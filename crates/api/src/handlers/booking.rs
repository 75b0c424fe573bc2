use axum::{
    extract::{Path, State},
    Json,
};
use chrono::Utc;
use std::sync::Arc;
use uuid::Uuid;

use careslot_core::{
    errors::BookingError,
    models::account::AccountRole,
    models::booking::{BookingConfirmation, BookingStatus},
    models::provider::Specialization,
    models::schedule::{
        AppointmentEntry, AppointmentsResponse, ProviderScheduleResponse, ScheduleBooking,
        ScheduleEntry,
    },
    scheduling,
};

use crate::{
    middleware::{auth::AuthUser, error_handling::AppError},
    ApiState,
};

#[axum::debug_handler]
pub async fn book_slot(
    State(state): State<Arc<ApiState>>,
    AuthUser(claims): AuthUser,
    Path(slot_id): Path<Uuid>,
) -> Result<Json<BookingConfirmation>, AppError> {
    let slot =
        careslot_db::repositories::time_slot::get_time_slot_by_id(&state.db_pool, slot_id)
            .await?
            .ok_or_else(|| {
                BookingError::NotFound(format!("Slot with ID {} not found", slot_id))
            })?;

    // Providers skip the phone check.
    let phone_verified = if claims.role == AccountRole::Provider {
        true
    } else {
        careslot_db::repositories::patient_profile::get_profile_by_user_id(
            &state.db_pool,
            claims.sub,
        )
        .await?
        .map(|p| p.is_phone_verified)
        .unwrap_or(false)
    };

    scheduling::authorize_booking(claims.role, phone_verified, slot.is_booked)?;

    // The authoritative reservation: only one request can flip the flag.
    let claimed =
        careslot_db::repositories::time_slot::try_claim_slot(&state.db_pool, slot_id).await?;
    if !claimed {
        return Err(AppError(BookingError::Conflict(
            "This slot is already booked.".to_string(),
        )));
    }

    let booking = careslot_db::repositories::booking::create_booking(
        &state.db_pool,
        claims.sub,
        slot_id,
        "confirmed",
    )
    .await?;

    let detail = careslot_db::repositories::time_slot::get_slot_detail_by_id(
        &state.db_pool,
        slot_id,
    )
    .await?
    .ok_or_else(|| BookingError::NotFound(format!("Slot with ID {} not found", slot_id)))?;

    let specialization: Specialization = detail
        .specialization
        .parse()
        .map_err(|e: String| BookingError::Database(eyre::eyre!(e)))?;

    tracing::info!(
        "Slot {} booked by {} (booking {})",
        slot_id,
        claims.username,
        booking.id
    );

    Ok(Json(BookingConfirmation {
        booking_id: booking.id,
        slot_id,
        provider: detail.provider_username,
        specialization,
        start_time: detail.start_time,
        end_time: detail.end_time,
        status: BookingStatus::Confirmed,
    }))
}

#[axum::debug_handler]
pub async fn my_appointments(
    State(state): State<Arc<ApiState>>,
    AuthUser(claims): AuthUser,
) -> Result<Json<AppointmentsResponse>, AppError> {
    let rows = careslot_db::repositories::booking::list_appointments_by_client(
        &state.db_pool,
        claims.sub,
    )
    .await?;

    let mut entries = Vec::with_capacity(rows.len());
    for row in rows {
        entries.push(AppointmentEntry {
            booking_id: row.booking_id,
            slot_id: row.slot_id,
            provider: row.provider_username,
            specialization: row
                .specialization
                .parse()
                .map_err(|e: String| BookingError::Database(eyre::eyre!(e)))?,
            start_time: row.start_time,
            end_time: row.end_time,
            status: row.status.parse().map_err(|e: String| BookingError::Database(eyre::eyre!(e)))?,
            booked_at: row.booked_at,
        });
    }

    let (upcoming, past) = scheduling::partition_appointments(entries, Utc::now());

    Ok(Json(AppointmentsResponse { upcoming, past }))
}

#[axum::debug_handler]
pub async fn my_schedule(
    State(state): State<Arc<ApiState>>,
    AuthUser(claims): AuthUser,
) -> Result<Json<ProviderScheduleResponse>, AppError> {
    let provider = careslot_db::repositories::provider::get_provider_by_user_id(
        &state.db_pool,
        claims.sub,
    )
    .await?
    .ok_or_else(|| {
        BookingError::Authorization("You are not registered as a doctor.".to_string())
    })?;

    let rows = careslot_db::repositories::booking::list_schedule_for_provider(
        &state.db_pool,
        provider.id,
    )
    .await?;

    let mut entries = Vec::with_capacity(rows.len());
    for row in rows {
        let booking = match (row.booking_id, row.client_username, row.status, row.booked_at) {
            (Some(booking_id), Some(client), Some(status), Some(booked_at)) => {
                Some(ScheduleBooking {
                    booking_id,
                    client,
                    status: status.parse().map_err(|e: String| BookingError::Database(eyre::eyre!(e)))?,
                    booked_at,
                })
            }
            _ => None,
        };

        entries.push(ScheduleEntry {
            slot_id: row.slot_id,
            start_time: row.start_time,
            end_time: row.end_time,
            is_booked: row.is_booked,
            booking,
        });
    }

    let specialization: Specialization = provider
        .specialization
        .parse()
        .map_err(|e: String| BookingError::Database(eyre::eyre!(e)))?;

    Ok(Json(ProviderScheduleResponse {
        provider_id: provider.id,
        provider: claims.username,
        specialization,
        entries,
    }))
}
● ● ● ●
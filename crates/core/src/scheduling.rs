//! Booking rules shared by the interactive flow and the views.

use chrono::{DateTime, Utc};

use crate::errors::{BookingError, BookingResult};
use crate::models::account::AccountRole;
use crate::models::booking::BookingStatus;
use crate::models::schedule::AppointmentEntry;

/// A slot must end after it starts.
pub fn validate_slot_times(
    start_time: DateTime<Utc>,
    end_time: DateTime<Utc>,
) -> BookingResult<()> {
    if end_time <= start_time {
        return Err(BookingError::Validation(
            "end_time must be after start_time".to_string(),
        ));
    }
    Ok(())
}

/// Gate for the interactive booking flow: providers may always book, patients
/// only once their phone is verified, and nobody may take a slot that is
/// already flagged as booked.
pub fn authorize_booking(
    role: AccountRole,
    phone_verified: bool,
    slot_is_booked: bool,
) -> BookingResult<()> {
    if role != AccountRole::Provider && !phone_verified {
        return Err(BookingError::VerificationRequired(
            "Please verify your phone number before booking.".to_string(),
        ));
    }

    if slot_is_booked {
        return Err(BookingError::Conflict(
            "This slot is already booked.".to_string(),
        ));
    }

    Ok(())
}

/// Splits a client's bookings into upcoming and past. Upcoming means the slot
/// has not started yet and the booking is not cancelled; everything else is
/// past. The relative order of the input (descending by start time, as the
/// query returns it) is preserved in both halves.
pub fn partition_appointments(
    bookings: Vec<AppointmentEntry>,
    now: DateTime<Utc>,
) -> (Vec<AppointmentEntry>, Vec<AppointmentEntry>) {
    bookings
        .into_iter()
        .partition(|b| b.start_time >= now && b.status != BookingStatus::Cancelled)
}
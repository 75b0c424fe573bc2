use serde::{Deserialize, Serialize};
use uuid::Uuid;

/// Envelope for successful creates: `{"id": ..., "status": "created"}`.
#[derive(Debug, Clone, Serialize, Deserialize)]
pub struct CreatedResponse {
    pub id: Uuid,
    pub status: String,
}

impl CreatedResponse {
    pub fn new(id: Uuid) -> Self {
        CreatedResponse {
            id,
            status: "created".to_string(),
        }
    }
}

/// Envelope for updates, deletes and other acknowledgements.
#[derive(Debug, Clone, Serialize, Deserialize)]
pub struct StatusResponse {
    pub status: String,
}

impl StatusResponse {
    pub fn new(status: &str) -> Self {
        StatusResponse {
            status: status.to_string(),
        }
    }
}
● ● ● ●
__What to do__. Whenever a line in the data holds "errors", copy that line.

__Output for this exercise__.
    errors::BookingError,
use crate::errors::{BookingError, BookingResult};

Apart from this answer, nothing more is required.